I think the word “vacation” was a bit of a hedge. Right? I think there probably won’t be another one after this, but if it sells real well, then I would consider doing another one. I had fun doing it. But, I don’t know, two in a row would imply that this is a definite shift in direction. I’ve always wanted to be free to swing my arms and not be boxed in by these styles and categories.
But you feel like your guitar playing style will always be bluegrass somehow?
Oh, totally. I can’t get it out of there.
You said recently in a post or blog that you are reconciling yourself to the idea that you “play for a lot of old people now.” But even though it’s not remotely the same style as yours, as you struck at all by how many people are into a bluegrass-based young people like Billy Strings or Molly?

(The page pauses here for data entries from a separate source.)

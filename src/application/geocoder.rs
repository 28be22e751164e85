// Reverse geocoding trait
use crate::domain::location::AddressSummary;
use async_trait::async_trait;
use thiserror::Error;

#[derive(Debug, Error)]
pub enum GeocodeError {
    #[error("geocoding request failed: {0}")]
    Request(String),
    #[error("geocoder returned status {0}")]
    Status(u16),
    #[error("could not parse geocoder response: {0}")]
    Parse(String),
    #[error("no address found")]
    NoAddress,
    #[error("geocoding disabled")]
    Disabled,
}

#[async_trait]
pub trait GeocodeResolver: Send + Sync {
    async fn resolve(&self, latitude: f64, longitude: f64) -> Result<AddressSummary, GeocodeError>;
}

/// Resolver used when geocoding is turned off in configuration.
pub struct DisabledGeocoder;

#[async_trait]
impl GeocodeResolver for DisabledGeocoder {
    async fn resolve(&self, _latitude: f64, _longitude: f64) -> Result<AddressSummary, GeocodeError> {
        Err(GeocodeError::Disabled)
    }
}
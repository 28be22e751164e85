// Position source trait for one-shot location queries
use crate::domain::location::{LocationError, PositionOptions, PositionSample};
use async_trait::async_trait;

#[async_trait]
pub trait PositionSource: Send + Sync {
    /// Ask the device for a single fix. Fails fast and never retries.
    async fn fetch_once(&self, options: &PositionOptions) -> Result<PositionSample, LocationError>;
}
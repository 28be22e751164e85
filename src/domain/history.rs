// Bounded location history
use super::location::PositionSample;
use serde::{Deserialize, Serialize};
use std::collections::VecDeque;

/// Number of samples kept.
pub const HISTORY_CAPACITY: usize = 10;

/// Most-recent-first sequence of samples, never longer than [`HISTORY_CAPACITY`].
#[derive(Debug, Clone, Default, PartialEq, Serialize, Deserialize)]
#[serde(from = "Vec<PositionSample>", into = "Vec<PositionSample>")]
pub struct LocationHistory {
    samples: VecDeque<PositionSample>,
}

impl LocationHistory {
    pub fn new() -> Self {
        Self::default()
    }

    /// Inserts at the front and evicts from the tail once over capacity.
    pub fn record(&mut self, sample: PositionSample) {
        self.samples.push_front(sample);
        self.samples.truncate(HISTORY_CAPACITY);
    }

    pub fn iter(&self) -> impl Iterator<Item = &PositionSample> + '_ {
        self.samples.iter()
    }

    pub fn latest(&self) -> Option<&PositionSample> {
        self.samples.front()
    }

    pub fn len(&self) -> usize {
        self.samples.len()
    }

    pub fn is_empty(&self) -> bool {
        self.samples.is_empty()
    }

    pub fn to_vec(&self) -> Vec<PositionSample> {
        self.samples.iter().cloned().collect()
    }
}

impl From<Vec<PositionSample>> for LocationHistory {
    fn from(samples: Vec<PositionSample>) -> Self {
        let mut samples: VecDeque<_> = samples.into();
        samples.truncate(HISTORY_CAPACITY);
        Self { samples }
    }
}

impl From<LocationHistory> for Vec<PositionSample> {
    fn from(history: LocationHistory) -> Self {
        history.samples.into()
    }
}
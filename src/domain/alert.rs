// Emergency alert domain model
use super::location::PositionSample;
use chrono::{DateTime, Utc};
use serde::{Deserialize, Serialize};

/// Number of alert records kept.
pub const ALERT_LOG_CAPACITY: usize = 50;

pub const ALERT_TITLE: &str = "Emergency Alert";

#[derive(Debug, Clone, Copy, PartialEq, Eq, Serialize, Deserialize)]
#[serde(rename_all = "lowercase")]
pub enum AlertKind {
    Emergency,
}

/// What was sent, recorded at dispatch time. Records intent, not delivery.
#[derive(Debug, Clone, PartialEq, Serialize, Deserialize)]
#[serde(rename_all = "camelCase")]
pub struct AlertRecord {
    #[serde(rename = "coordinates")]
    pub sample: PositionSample,
    pub maps_url: String,
    pub message: String,
    #[serde(rename = "timestamp")]
    pub dispatched_at: DateTime<Utc>,
    #[serde(rename = "type")]
    pub kind: AlertKind,
}

impl AlertRecord {
    pub fn emergency(sample: PositionSample, dispatched_at: DateTime<Utc>) -> Self {
        let maps_url = maps_url(&sample);
        let message = emergency_message(&maps_url);
        Self {
            sample,
            maps_url,
            message,
            dispatched_at,
            kind: AlertKind::Emergency,
        }
    }
}

/// Oldest-first log capped at [`ALERT_LOG_CAPACITY`].
#[derive(Debug, Clone, Default, PartialEq, Serialize, Deserialize)]
#[serde(transparent)]
pub struct AlertLog {
    records: Vec<AlertRecord>,
}

impl AlertLog {
    pub fn append(&mut self, record: AlertRecord) {
        self.records.push(record);
        if self.records.len() > ALERT_LOG_CAPACITY {
            let excess = self.records.len() - ALERT_LOG_CAPACITY;
            self.records.drain(..excess);
        }
    }

    pub fn records(&self) -> &[AlertRecord] {
        &self.records
    }

    pub fn len(&self) -> usize {
        self.records.len()
    }
}

pub fn maps_url(sample: &PositionSample) -> String {
    format!(
        "https://www.google.com/maps?q={},{}",
        sample.latitude(),
        sample.longitude()
    )
}

pub fn emergency_message(maps_url: &str) -> String {
    format!("🚨 EMERGENCY ALERT 🚨\nI need help!\nMy location: {}", maps_url)
}

/// `sms:` compose URI. With no recipients the client opens an empty compose window.
pub fn sms_uri(recipients: &[String], body: &str) -> String {
    format!("sms:{}?body={}", recipients.join(","), urlencoding::encode(body))
}
// Alert dispatcher - emergency broadcast with share-then-SMS fallback
use crate::application::alert_log::AlertLog;
use crate::application::contact_store::ContactStore;
use crate::application::share_transport::{ShareRequest, ShareTransport};
use crate::application::tracking_controller::TrackingController;
use crate::application::ui::{IntentLauncher, ToastKind, UiSink};
use crate::domain::alert::{ALERT_TITLE, AlertRecord, sms_uri};
use crate::domain::location::LocationError;
use chrono::Utc;
use serde::Serialize;
use std::sync::Arc;
use thiserror::Error;

#[derive(Debug, Clone, PartialEq, Serialize)]
#[serde(tag = "transport", rename_all = "snake_case")]
pub enum AlertOutcome {
    /// The share transport accepted the alert.
    Shared,
    /// An SMS compose intent was handed off; delivery is unknown.
    SmsComposed { recipients: usize },
}

#[derive(Debug, Error)]
pub enum AlertError {
    #[error("no location available for the alert: {0}")]
    Location(#[from] LocationError),
}

pub struct AlertDispatcher {
    tracker: Arc<TrackingController>,
    contacts: Arc<ContactStore>,
    share: Option<Arc<dyn ShareTransport>>,
    launcher: Arc<dyn IntentLauncher>,
    log: Arc<AlertLog>,
    ui: Arc<dyn UiSink>,
}

impl AlertDispatcher {
    pub fn new(
        tracker: Arc<TrackingController>,
        contacts: Arc<ContactStore>,
        share: Option<Arc<dyn ShareTransport>>,
        launcher: Arc<dyn IntentLauncher>,
        log: Arc<AlertLog>,
        ui: Arc<dyn UiSink>,
    ) -> Self {
        Self {
            tracker,
            contacts,
            share,
            launcher,
            log,
            ui,
        }
    }

    /// Sends the emergency alert and logs it.
    ///
    /// Waits for a location first, fetching one if none is known yet. Tries the
    /// share transport, then falls back to an SMS compose intent addressed to every
    /// stored contact. Exactly one record is appended once a location is known,
    /// whatever happens to the transport.
    pub async fn send_emergency_alert(&self) -> Result<AlertOutcome, AlertError> {
        let sample = self.tracker.current_or_fetch().await?;
        let record = AlertRecord::emergency(sample, Utc::now());

        let outcome = if self.try_share(&record).await {
            self.ui.toast("Emergency alert sent!", ToastKind::Success);
            AlertOutcome::Shared
        } else {
            self.compose_sms(&record.message)
        };

        tracing::info!(?outcome, "Emergency alert dispatched");
        if let Err(e) = self.log.append(record) {
            tracing::error!("Failed to save emergency log: {}", e);
            self.ui.error("Emergency log could not be saved.");
        }

        Ok(outcome)
    }

    /// Opens an SMS compose window carrying the current share message, without recipients.
    pub fn share_location_via_sms(&self) -> Option<String> {
        let message = self.location_message()?;
        let uri = sms_uri(&[], &message);
        self.launcher.launch(&uri);
        Some(uri)
    }

    /// Address-based message once geocoded, coordinates otherwise.
    pub fn location_message(&self) -> Option<String> {
        if let Some(address) = self.tracker.latest_address() {
            return Some(address.share_message());
        }
        self.tracker.current().map(|s| {
            format!(
                "My current location is: ({:.6}, {:.6})",
                s.latitude(),
                s.longitude()
            )
        })
    }

    async fn try_share(&self, record: &AlertRecord) -> bool {
        let Some(share) = self.share.as_ref().filter(|s| s.is_available()) else {
            return false;
        };

        let request = ShareRequest {
            title: ALERT_TITLE.to_string(),
            text: record.message.clone(),
            url: record.maps_url.clone(),
        };

        match share.share(&request).await {
            Ok(()) => true,
            Err(e) => {
                tracing::warn!("Share failed, falling back to SMS: {}", e);
                false
            }
        }
    }

    fn compose_sms(&self, message: &str) -> AlertOutcome {
        let phones = self.contacts.phone_numbers();
        let uri = sms_uri(&phones, message);
        self.launcher.launch(&uri);
        AlertOutcome::SmsComposed {
            recipients: phones.len(),
        }
    }
}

I get the feeling that there are young people who think bluegrass is cool. But, I mean, they’re young people that think that old people are cool. And I was one of those people when I was young. It was like, I definitely wanted to listen to old people making music. That’s definitely still around, right? But I do think maybe it’s a tiny amount of people who hear that just think it’s cool without any associations or preconceptions — that they just like the sound of it. It’s maybe a very small section of young people who have inherited some thing in their brain or something from their ancestors where they still respond.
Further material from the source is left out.